⟨
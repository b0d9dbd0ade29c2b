//! NVE HydAPI: river gauges reporting water level or discharge.
//!
//! The gauge nearest to a point is chosen among active stations that offer
//! parameter 1000 (water level) or 1001 (discharge) at hourly resolution
//! over the requested range.

use chrono::{DateTime, NaiveDate, NaiveDateTime, Utc};
use culvert_protocol::{haversine_km, DateRange};
use reqwest::Client;
use serde::de::DeserializeOwned;
use serde::{Deserialize, Serialize};
use tracing::{debug, info, instrument};

use crate::error::{Result, StationError};
use crate::http::trim_base;

pub const DEFAULT_BASE_URL: &str = "https://hydapi.nve.no/api/v1";

pub const WATER_LEVEL: u32 = 1000;
pub const DISCHARGE: u32 = 1001;

/// Resolution, in minutes, of the series we read.
const HOURLY_RESOLUTION: u32 = 60;

const PROVIDER: &str = "NVE";

#[derive(Debug, Deserialize)]
struct Envelope<T> {
    #[serde(default = "Vec::new")]
    data: Vec<T>,
}

#[derive(Debug, Deserialize)]
#[serde(rename_all = "camelCase")]
struct StationEntry {
    station_id: String,
    station_name: String,
    latitude: f64,
    longitude: f64,
    #[serde(default)]
    series_list: Vec<SeriesEntry>,
}

#[derive(Debug, Deserialize)]
#[serde(rename_all = "camelCase")]
struct SeriesEntry {
    parameter: u32,
    #[serde(default)]
    resolution_list: Vec<ResolutionEntry>,
}

#[derive(Debug, Deserialize)]
#[serde(rename_all = "camelCase")]
struct ResolutionEntry {
    res_time: u32,
    #[serde(default)]
    data_from_time: Option<String>,
    #[serde(default)]
    data_to_time: Option<String>,
}

#[derive(Debug, Deserialize)]
#[serde(rename_all = "camelCase")]
struct ObservationSeriesEntry {
    station_id: String,
    station_name: String,
    parameter: u32,
    #[serde(default)]
    parameter_name_eng: Option<String>,
    #[serde(default)]
    observations: Vec<ObservationEntry>,
}

#[derive(Debug, Deserialize)]
struct ObservationEntry {
    time: String,
    #[serde(default)]
    value: Option<f64>,
}

/// A gauge able to serve hourly water level or discharge.
#[derive(Debug, Clone, PartialEq, Serialize)]
pub struct NveStation {
    pub id: String,
    pub name: String,
    pub lon: f64,
    pub lat: f64,
    #[serde(skip_serializing_if = "Option::is_none")]
    pub distance_km: Option<f64>,
    /// Which of water level / discharge the gauge offers over the range.
    pub parameters: Vec<u32>,
}

/// One parameter's hourly observations at a gauge.
#[derive(Debug, Clone, PartialEq, Serialize)]
pub struct FlowSeries {
    pub station_id: String,
    pub station_name: String,
    pub parameter: u32,
    pub parameter_name: String,
    /// `(epoch ms, value)` pairs; null values are left out.
    pub observations: Vec<(i64, f64)>,
}

/// The date part of an NVE timestamp such as `1912-09-01T00:00:00`.
fn date_of(timestamp: &str) -> Option<NaiveDate> {
    NaiveDate::parse_from_str(timestamp.get(..10)?, "%Y-%m-%d").ok()
}

/// Epoch milliseconds of an NVE observation time, with or without offset.
fn parse_time(timestamp: &str) -> Option<i64> {
    if let Ok(t) = DateTime::parse_from_rfc3339(timestamp) {
        return Some(t.timestamp_millis());
    }
    NaiveDateTime::parse_from_str(timestamp, "%Y-%m-%dT%H:%M:%S")
        .ok()
        .map(|naive| naive.and_utc().timestamp_millis())
}

fn covers(resolution: &ResolutionEntry, range: &DateRange) -> bool {
    if resolution.res_time != HOURLY_RESOLUTION {
        return false;
    }
    let Some(from) = resolution.data_from_time.as_deref().and_then(date_of) else {
        return false;
    };
    let first_day = range.start().date_naive();
    let last_day = range.last_slot().unwrap_or(range.start()).date_naive();
    let until_ok = match resolution.data_to_time.as_deref() {
        // An open-ended series is still being recorded.
        None => true,
        Some(to) => date_of(to).is_some_and(|to| to >= last_day),
    };
    from <= first_day && until_ok
}

/// Reduce the station listing to gauges with hourly water level or
/// discharge over `range`.
fn usable_flow_stations(entries: Vec<StationEntry>, range: &DateRange) -> Vec<NveStation> {
    entries
        .into_iter()
        .filter_map(|entry| {
            let parameters: Vec<u32> = entry
                .series_list
                .iter()
                .filter(|s| s.parameter == WATER_LEVEL || s.parameter == DISCHARGE)
                .filter(|s| s.resolution_list.iter().any(|r| covers(r, range)))
                .map(|s| s.parameter)
                .collect();
            (!parameters.is_empty()).then(|| NveStation {
                id: entry.station_id,
                name: entry.station_name,
                lon: entry.longitude,
                lat: entry.latitude,
                distance_km: None,
                parameters,
            })
        })
        .collect()
}

/// The station closest to (`lon`, `lat`), with its distance filled in.
pub fn nearest(stations: Vec<NveStation>, lon: f64, lat: f64) -> Option<NveStation> {
    stations
        .into_iter()
        .map(|mut s| {
            s.distance_km = Some(haversine_km(lon, lat, s.lon, s.lat));
            s
        })
        .min_by(|a, b| a.distance_km.partial_cmp(&b.distance_km).unwrap_or(std::cmp::Ordering::Equal))
}

/// Client for HydAPI, authenticated with an API key header.
#[derive(Debug, Clone)]
pub struct NveClient {
    http: Client,
    base_url: String,
    api_key: String,
}

impl NveClient {
    pub fn new(http: Client, base_url: &str, api_key: impl Into<String>) -> Self {
        Self {
            http,
            base_url: trim_base(base_url),
            api_key: api_key.into(),
        }
    }

    async fn get<T: DeserializeOwned>(&self, path: &str, query: &[(&str, &str)]) -> Result<Vec<T>> {
        let response = self
            .http
            .get(format!("{}{}", self.base_url, path))
            .header(reqwest::header::ACCEPT, "application/json")
            .header("X-API-Key", &self.api_key)
            .query(query)
            .send()
            .await?;

        let status = response.status();
        if !status.is_success() {
            let text = response.text().await.unwrap_or_default();
            return Err(StationError::Upstream(format!(
                "NVE API ({}): HTTP {} {}",
                path.trim_start_matches('/'),
                status.as_u16(),
                text.trim()
            )));
        }

        let envelope: Envelope<T> = response
            .json()
            .await
            .map_err(|e| StationError::decode(PROVIDER, e.to_string()))?;
        Ok(envelope.data)
    }

    /// Active gauges offering hourly water level or discharge over `range`.
    #[instrument(skip(self), fields(range = %range))]
    pub async fn flow_stations(&self, range: &DateRange) -> Result<Vec<NveStation>> {
        let entries: Vec<StationEntry> = self.get("/Stations", &[("Active", "1")]).await?;
        let total = entries.len();
        let stations = usable_flow_stations(entries, range);
        debug!(total, usable = stations.len(), "NVE stations filtered");
        Ok(stations)
    }

    /// Hourly water level and discharge of `station_id` over `range`.
    #[instrument(skip(self), fields(range = %range))]
    pub async fn observations(&self, station_id: &str, range: &DateRange) -> Result<Vec<FlowSeries>> {
        let parameters = format!("{},{}", WATER_LEVEL, DISCHARGE);
        let resolution = HOURLY_RESOLUTION.to_string();
        let reference_time = range.to_string();
        let entries: Vec<ObservationSeriesEntry> = self
            .get(
                "/Observations",
                &[
                    ("StationId", station_id),
                    ("Parameter", parameters.as_str()),
                    ("ResolutionTime", resolution.as_str()),
                    ("ReferenceTime", reference_time.as_str()),
                ],
            )
            .await?;

        Ok(entries
            .into_iter()
            .map(|entry| FlowSeries {
                station_id: entry.station_id,
                station_name: entry.station_name,
                parameter: entry.parameter,
                parameter_name: entry.parameter_name_eng.unwrap_or_default(),
                observations: entry
                    .observations
                    .iter()
                    .filter_map(|o| Some((parse_time(&o.time)?, o.value?)))
                    .collect(),
            })
            .collect())
    }

    /// Observations of the gauge nearest to (`lon`, `lat`).
    pub async fn nearest_flow(&self, lon: f64, lat: f64, range: &DateRange) -> Result<(NveStation, Vec<FlowSeries>)> {
        let stations = self.flow_stations(range).await?;
        let station = nearest(stations, lon, lat).ok_or_else(|| {
            StationError::NoStation(format!("No NVE gauge has hourly water level or discharge for {}", range))
        })?;
        info!(station = %station.id, distance_km = ?station.distance_km, "Selected nearest NVE gauge");

        let series = self.observations(&station.id, range).await?;
        Ok((station, series))
    }
}

#[cfg(test)]
mod tests {
    use super::*;

    fn resolution(res_time: u32, from: &str, to: Option<&str>) -> ResolutionEntry {
        ResolutionEntry {
            res_time,
            data_from_time: Some(from.to_string()),
            data_to_time: to.map(str::to_string),
        }
    }

    #[test]
    fn test_covers_requires_hourly_and_span() {
        let range = DateRange::parse("2020-02-01/2020-02-03").unwrap();
        assert!(covers(&resolution(60, "2010-01-01T00:00:00", None), &range));
        assert!(covers(&resolution(60, "2010-01-01T00:00:00", Some("2020-02-02T23:00:00")), &range));
        assert!(!covers(&resolution(1440, "2010-01-01T00:00:00", None), &range));
        assert!(!covers(&resolution(60, "2020-02-02T00:00:00", None), &range));
        assert!(!covers(&resolution(60, "2010-01-01T00:00:00", Some("2020-02-01T12:00:00")), &range));
    }

    #[test]
    fn test_parse_time_accepts_both_forms() {
        assert_eq!(parse_time("2020-02-01T00:00:00Z"), Some(1_580_515_200_000));
        assert_eq!(parse_time("2020-02-01T00:00:00"), Some(1_580_515_200_000));
        assert_eq!(parse_time("yesterday"), None);
    }

    #[test]
    fn test_nearest_fills_distance() {
        let station = |id: &str, lon: f64, lat: f64| NveStation {
            id: id.to_string(),
            name: id.to_string(),
            lon,
            lat,
            distance_km: None,
            parameters: vec![WATER_LEVEL],
        };
        let picked = nearest(vec![station("far", 12.0, 62.0), station("near", 10.1, 60.1)], 10.0, 60.0).unwrap();
        assert_eq!(picked.id, "near");
        assert!(picked.distance_km.unwrap() < 15.0);
    }
}
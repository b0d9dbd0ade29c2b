//! Coordinate reference system transformations.
//!
//! Request geometries may arrive in a projected CRS. Everything downstream
//! (cell lookup, station discovery, forecasts) works in WGS84 degrees, so this
//! crate only implements the inverse direction for the handful of CRSs the
//! service accepts.

pub mod crs;
pub mod mercator;
pub mod transverse_mercator;

pub use crs::{Crs, ProjectionError};
pub use mercator::WebMercator;
pub use transverse_mercator::TransverseMercator;
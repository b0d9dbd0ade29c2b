//! GeoJSON output.
//!
//! A series is returned as a single Feature whose geometry is the request
//! geometry (or a station location) and whose properties carry the hourly
//! timestamps and values side by side.

use serde::{Deserialize, Serialize};
use serde_json::{Map, Value};

use crate::geometry::QueryGeometry;
use crate::series::PrecipitationSeries;

/// A GeoJSON FeatureCollection.
#[derive(Debug, Clone, Serialize, Deserialize, PartialEq)]
pub struct FeatureCollection {
    /// Type identifier (always "FeatureCollection").
    #[serde(rename = "type")]
    pub type_: String,

    pub features: Vec<Feature>,
}

impl FeatureCollection {
    pub fn new(features: Vec<Feature>) -> Self {
        Self {
            type_: "FeatureCollection".to_string(),
            features,
        }
    }
}

/// A GeoJSON Feature.
#[derive(Debug, Clone, Serialize, Deserialize, PartialEq)]
pub struct Feature {
    /// Type identifier (always "Feature").
    #[serde(rename = "type")]
    pub type_: String,

    #[serde(skip_serializing_if = "Option::is_none")]
    pub id: Option<String>,

    pub geometry: Geometry,

    pub properties: Map<String, Value>,
}

impl Feature {
    pub fn new(geometry: Geometry) -> Self {
        Self {
            type_: "Feature".to_string(),
            id: None,
            geometry,
            properties: Map::new(),
        }
    }

    pub fn with_id(mut self, id: impl Into<String>) -> Self {
        self.id = Some(id.into());
        self
    }

    pub fn with_property(mut self, key: impl Into<String>, value: impl Into<Value>) -> Self {
        self.properties.insert(key.into(), value.into());
        self
    }

    /// Attach `timestamps` and `precipitation` arrays.
    pub fn with_series(self, series: &PrecipitationSeries) -> Self {
        self.with_property("timestamps", series.timestamps().to_vec())
            .with_property("precipitation", series.values().to_vec())
    }
}

/// Geometry types produced by the service.
#[derive(Debug, Clone, Serialize, Deserialize, PartialEq)]
#[serde(tag = "type")]
pub enum Geometry {
    Point {
        /// [longitude, latitude]
        coordinates: [f64; 2],
    },
    Polygon {
        coordinates: Vec<Vec<[f64; 2]>>,
    },
    MultiPolygon {
        coordinates: Vec<Vec<Vec<[f64; 2]>>>,
    },
}

impl Geometry {
    pub fn point(lon: f64, lat: f64) -> Self {
        Geometry::Point {
            coordinates: [lon, lat],
        }
    }
}

fn ring_coords(ring: &[(f64, f64)]) -> Vec<[f64; 2]> {
    ring.iter().map(|&(lon, lat)| [lon, lat]).collect()
}

impl From<&QueryGeometry> for Geometry {
    fn from(geometry: &QueryGeometry) -> Self {
        match geometry {
            QueryGeometry::Point { lon, lat } => Geometry::point(*lon, *lat),
            QueryGeometry::Area { polygons } if polygons.len() == 1 => Geometry::Polygon {
                coordinates: vec![ring_coords(&polygons[0])],
            },
            QueryGeometry::Area { polygons } => Geometry::MultiPolygon {
                coordinates: polygons.iter().map(|r| vec![ring_coords(r)]).collect(),
            },
        }
    }
}

/// A FeatureCollection holding one feature for `series` over `geometry`.
pub fn series_collection(
    geometry: &QueryGeometry,
    series: &PrecipitationSeries,
    source: &str,
) -> FeatureCollection {
    let feature = Feature::new(Geometry::from(geometry))
        .with_property("source", source)
        .with_series(series);
    FeatureCollection::new(vec![feature])
}
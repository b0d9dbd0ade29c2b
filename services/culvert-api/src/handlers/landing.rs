//! Landing handler.

use axum::http::header;
use axum::response::{IntoResponse, Response};
use culvert_protocol::media_types;

pub const WELCOME: &str = "Culvert precipitation API. Hourly precipitation from MET Norway stations and the IMERG archive, \
river flow from NVE and culvert water levels from PipeLife.";

/// GET /
pub async fn landing_handler() -> Response {
    ([(header::CONTENT_TYPE, media_types::TEXT)], WELCOME).into_response()
}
⟩
**Task prompt**
Every line above that holds the word "NaiveDateTime" is to be found and copied.

**Result**
use chrono::{DateTime, NaiveDate, NaiveDateTime, Utc};
    NaiveDateTime::parse_from_str(timestamp, "%Y-%m-%dT%H:%M:%S")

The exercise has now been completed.